- AIM OF THE EXERCISE -
Please repeat exactly the lines below from the one containing "let mut ticker" down to the one containing "task.started.notified().await;", both included, and nothing else.

==== DATASET CONTENT

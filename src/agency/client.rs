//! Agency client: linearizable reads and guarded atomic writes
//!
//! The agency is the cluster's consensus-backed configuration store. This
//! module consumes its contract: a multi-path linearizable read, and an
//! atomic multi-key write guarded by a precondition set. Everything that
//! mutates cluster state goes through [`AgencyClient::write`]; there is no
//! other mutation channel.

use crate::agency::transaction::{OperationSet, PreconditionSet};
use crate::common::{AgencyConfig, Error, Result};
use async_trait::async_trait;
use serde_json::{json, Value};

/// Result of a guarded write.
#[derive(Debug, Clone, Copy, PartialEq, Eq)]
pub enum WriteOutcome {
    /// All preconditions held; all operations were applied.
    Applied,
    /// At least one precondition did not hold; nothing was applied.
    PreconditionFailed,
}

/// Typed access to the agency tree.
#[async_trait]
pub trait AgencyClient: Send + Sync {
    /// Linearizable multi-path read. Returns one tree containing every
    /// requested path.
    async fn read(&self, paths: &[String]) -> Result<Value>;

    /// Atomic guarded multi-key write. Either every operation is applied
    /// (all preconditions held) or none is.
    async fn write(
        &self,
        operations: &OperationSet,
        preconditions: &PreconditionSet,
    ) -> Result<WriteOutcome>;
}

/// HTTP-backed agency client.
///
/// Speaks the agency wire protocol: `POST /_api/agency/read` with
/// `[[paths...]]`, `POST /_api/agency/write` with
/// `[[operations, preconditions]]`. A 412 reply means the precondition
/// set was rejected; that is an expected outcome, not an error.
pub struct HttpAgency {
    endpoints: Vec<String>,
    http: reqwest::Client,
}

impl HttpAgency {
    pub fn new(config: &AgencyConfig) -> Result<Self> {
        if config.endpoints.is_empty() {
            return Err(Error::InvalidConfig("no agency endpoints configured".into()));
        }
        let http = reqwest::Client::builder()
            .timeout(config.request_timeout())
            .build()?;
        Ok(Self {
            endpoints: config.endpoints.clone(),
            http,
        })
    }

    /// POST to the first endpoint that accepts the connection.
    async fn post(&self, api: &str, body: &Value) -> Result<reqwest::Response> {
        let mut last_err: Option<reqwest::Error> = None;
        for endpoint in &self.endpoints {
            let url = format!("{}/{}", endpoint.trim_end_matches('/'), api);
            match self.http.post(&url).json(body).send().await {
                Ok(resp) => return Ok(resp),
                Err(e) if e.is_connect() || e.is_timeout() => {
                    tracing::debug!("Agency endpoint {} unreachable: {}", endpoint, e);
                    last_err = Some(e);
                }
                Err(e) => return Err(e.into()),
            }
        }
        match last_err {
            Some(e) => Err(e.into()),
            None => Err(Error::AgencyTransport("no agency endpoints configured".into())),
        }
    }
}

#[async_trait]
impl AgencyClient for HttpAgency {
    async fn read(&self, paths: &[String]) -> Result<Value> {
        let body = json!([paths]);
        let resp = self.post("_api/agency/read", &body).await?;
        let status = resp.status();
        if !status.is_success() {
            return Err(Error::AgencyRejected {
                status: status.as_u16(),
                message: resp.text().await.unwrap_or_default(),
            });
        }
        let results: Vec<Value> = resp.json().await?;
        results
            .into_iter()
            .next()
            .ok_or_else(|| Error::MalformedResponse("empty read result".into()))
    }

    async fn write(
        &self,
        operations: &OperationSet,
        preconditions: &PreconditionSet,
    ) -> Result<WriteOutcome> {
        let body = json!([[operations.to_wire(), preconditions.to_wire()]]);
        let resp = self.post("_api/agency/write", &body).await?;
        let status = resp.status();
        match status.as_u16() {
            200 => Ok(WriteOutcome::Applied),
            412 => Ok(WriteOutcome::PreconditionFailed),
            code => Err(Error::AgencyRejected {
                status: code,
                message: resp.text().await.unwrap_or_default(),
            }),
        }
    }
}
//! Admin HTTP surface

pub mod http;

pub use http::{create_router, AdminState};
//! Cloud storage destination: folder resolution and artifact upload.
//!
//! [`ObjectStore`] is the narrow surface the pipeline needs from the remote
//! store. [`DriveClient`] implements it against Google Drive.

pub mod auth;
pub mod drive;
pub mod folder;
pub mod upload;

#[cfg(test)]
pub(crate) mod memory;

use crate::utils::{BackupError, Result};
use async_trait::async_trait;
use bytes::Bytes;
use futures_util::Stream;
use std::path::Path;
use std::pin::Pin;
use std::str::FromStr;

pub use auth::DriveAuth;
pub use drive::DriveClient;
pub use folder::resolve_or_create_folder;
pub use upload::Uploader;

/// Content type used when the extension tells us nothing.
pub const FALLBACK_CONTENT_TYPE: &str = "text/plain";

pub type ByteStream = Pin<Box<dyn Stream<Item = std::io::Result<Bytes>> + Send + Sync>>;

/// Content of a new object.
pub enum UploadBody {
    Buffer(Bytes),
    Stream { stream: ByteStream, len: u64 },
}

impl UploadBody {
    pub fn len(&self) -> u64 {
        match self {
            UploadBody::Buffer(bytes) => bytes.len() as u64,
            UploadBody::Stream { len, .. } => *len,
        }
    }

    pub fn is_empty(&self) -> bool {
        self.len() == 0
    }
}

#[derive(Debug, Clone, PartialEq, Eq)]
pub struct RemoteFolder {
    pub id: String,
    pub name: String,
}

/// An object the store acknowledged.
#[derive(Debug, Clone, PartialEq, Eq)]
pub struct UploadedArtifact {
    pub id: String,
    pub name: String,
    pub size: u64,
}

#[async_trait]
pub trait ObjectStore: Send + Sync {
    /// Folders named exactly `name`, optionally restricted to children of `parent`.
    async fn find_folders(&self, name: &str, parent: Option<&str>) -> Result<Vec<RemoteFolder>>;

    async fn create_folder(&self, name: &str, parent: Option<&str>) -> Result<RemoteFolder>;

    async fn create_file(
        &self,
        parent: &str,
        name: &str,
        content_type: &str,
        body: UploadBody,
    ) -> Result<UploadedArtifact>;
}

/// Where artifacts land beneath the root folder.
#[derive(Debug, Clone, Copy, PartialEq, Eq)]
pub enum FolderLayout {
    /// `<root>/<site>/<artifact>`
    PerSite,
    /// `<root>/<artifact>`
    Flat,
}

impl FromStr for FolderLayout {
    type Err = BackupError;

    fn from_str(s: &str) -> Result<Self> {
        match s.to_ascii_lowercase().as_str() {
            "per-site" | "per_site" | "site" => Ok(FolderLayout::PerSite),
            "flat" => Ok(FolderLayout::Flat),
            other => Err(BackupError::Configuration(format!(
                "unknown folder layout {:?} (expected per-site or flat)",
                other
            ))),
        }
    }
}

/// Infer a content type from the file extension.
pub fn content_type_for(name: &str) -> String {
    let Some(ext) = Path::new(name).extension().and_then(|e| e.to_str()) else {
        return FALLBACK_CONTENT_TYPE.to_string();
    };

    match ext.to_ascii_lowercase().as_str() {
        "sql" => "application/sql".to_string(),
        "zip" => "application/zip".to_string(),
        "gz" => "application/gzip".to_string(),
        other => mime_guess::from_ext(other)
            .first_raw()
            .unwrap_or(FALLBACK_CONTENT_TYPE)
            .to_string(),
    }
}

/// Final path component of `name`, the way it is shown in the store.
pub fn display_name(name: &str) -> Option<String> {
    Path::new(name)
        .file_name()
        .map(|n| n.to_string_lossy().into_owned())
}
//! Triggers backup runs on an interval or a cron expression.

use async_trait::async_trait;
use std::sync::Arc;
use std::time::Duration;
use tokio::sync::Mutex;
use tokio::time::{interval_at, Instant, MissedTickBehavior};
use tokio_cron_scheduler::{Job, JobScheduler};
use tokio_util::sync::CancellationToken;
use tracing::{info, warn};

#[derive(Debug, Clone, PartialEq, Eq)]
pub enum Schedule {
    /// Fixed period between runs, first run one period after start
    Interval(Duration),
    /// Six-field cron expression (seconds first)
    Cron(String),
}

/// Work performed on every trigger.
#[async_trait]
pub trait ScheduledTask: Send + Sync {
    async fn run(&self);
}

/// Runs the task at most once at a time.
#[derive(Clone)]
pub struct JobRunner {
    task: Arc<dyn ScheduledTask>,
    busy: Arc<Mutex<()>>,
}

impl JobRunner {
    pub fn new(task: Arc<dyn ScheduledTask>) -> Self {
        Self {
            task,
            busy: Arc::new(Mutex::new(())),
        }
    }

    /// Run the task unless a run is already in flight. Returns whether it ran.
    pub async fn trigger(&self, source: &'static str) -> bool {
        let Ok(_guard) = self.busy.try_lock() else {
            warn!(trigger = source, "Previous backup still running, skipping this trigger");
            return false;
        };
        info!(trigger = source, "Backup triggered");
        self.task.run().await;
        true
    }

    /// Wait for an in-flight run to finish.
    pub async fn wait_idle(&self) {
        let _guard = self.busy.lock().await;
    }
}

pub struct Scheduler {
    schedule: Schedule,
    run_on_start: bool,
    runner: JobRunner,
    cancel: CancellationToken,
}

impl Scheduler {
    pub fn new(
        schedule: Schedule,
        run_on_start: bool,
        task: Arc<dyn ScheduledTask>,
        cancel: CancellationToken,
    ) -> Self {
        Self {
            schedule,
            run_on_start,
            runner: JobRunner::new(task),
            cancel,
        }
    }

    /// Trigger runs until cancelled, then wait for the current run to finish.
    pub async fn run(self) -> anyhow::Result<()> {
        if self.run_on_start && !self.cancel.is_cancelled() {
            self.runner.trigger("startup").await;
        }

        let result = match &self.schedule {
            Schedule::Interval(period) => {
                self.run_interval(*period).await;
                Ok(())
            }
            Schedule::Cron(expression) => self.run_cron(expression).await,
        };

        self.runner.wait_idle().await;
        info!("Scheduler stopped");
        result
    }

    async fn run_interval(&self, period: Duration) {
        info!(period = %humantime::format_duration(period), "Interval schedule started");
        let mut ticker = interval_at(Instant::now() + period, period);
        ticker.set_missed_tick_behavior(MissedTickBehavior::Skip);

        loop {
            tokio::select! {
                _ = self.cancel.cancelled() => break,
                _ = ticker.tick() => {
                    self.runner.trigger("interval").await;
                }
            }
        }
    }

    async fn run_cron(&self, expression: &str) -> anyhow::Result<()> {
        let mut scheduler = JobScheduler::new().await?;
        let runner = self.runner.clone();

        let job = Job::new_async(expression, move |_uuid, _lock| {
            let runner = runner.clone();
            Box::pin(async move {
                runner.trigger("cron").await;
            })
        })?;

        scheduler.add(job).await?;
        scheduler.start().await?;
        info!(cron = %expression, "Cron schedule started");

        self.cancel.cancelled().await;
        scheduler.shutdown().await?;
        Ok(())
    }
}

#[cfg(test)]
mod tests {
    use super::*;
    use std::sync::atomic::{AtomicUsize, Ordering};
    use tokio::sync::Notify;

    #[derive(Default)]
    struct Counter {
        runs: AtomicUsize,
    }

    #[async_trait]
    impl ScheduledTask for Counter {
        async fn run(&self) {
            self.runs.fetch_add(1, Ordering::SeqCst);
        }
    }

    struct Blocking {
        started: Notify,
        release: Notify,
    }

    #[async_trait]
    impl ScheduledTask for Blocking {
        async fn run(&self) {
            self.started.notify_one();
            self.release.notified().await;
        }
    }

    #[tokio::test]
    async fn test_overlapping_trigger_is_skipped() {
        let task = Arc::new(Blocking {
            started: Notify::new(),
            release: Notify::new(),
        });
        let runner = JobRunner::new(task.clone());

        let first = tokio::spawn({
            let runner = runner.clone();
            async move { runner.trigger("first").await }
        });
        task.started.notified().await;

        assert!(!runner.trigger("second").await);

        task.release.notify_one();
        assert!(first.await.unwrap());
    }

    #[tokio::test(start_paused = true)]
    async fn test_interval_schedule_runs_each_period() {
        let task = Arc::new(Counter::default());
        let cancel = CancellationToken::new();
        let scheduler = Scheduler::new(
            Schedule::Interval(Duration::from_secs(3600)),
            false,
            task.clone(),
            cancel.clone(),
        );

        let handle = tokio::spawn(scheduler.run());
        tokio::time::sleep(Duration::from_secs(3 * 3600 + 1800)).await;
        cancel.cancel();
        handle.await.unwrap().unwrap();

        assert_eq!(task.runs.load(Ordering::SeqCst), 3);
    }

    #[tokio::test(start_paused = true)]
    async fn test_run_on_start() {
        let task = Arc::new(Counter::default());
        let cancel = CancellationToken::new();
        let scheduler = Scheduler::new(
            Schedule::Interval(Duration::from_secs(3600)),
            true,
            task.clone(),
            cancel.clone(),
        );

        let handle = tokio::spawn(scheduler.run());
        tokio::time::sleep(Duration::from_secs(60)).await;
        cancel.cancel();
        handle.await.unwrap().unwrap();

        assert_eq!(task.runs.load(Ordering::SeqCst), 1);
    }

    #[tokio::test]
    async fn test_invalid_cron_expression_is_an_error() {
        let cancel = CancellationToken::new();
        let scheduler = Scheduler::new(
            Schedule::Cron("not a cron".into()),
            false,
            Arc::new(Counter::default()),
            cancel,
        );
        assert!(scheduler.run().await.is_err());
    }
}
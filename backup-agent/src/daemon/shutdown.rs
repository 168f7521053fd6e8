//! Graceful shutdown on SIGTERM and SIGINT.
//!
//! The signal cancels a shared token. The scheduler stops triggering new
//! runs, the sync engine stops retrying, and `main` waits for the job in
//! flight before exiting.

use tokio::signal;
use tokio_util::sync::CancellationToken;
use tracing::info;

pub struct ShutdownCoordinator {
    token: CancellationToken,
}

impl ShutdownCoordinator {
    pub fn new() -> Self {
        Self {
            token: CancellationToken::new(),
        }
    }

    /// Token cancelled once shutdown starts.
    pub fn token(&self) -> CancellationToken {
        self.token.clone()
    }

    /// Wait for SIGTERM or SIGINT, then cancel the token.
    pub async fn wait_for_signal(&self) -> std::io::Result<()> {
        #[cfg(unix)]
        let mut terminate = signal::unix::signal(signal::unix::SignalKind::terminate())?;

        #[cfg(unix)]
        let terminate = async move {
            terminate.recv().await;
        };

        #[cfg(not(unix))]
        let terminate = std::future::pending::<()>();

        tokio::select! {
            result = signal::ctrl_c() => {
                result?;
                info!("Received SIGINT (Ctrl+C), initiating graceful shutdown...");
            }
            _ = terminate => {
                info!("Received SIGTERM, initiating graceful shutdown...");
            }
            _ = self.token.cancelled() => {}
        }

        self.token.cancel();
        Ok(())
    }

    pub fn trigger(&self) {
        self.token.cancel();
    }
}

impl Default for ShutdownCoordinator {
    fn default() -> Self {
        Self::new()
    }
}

========

- WRITTEN RESPONSE -
        let mut ticker = interval_at(Instant::now() + period, period);
        ticker.set_missed_tick_behavior(MissedTickBehavior::Skip);

        loop {
            tokio::select! {
                _ = self.cancel.cancelled() => break,
                _ = ticker.tick() => {
                    self.runner.trigger("interval").await;
                }
            }
        }
    }

    async fn run_cron(&self, expression: &str) -> anyhow::Result<()> {
        let mut scheduler = JobScheduler::new().await?;
        let runner = self.runner.clone();

        let job = Job::new_async(expression, move |_uuid, _lock| {
            let runner = runner.clone();
            Box::pin(async move {
                runner.trigger("cron").await;
            })
        })?;

        scheduler.add(job).await?;
        scheduler.start().await?;
        info!(cron = %expression, "Cron schedule started");

        self.cancel.cancelled().await;
        scheduler.shutdown().await?;
        Ok(())
    }
}

#[cfg(test)]
mod tests {
    use super::*;
    use std::sync::atomic::{AtomicUsize, Ordering};
    use tokio::sync::Notify;

    #[derive(Default)]
    struct Counter {
        runs: AtomicUsize,
    }

    #[async_trait]
    impl ScheduledTask for Counter {
        async fn run(&self) {
            self.runs.fetch_add(1, Ordering::SeqCst);
        }
    }

    struct Blocking {
        started: Notify,
        release: Notify,
    }

    #[async_trait]
    impl ScheduledTask for Blocking {
        async fn run(&self) {
            self.started.notify_one();
            self.release.notified().await;
        }
    }

    #[tokio::test]
    async fn test_overlapping_trigger_is_skipped() {
        let task = Arc::new(Blocking {
            started: Notify::new(),
            release: Notify::new(),
        });
        let runner = JobRunner::new(task.clone());

        let first = tokio::spawn({
            let runner = runner.clone();
            async move { runner.trigger("first").await }
        });
        task.started.notified().await;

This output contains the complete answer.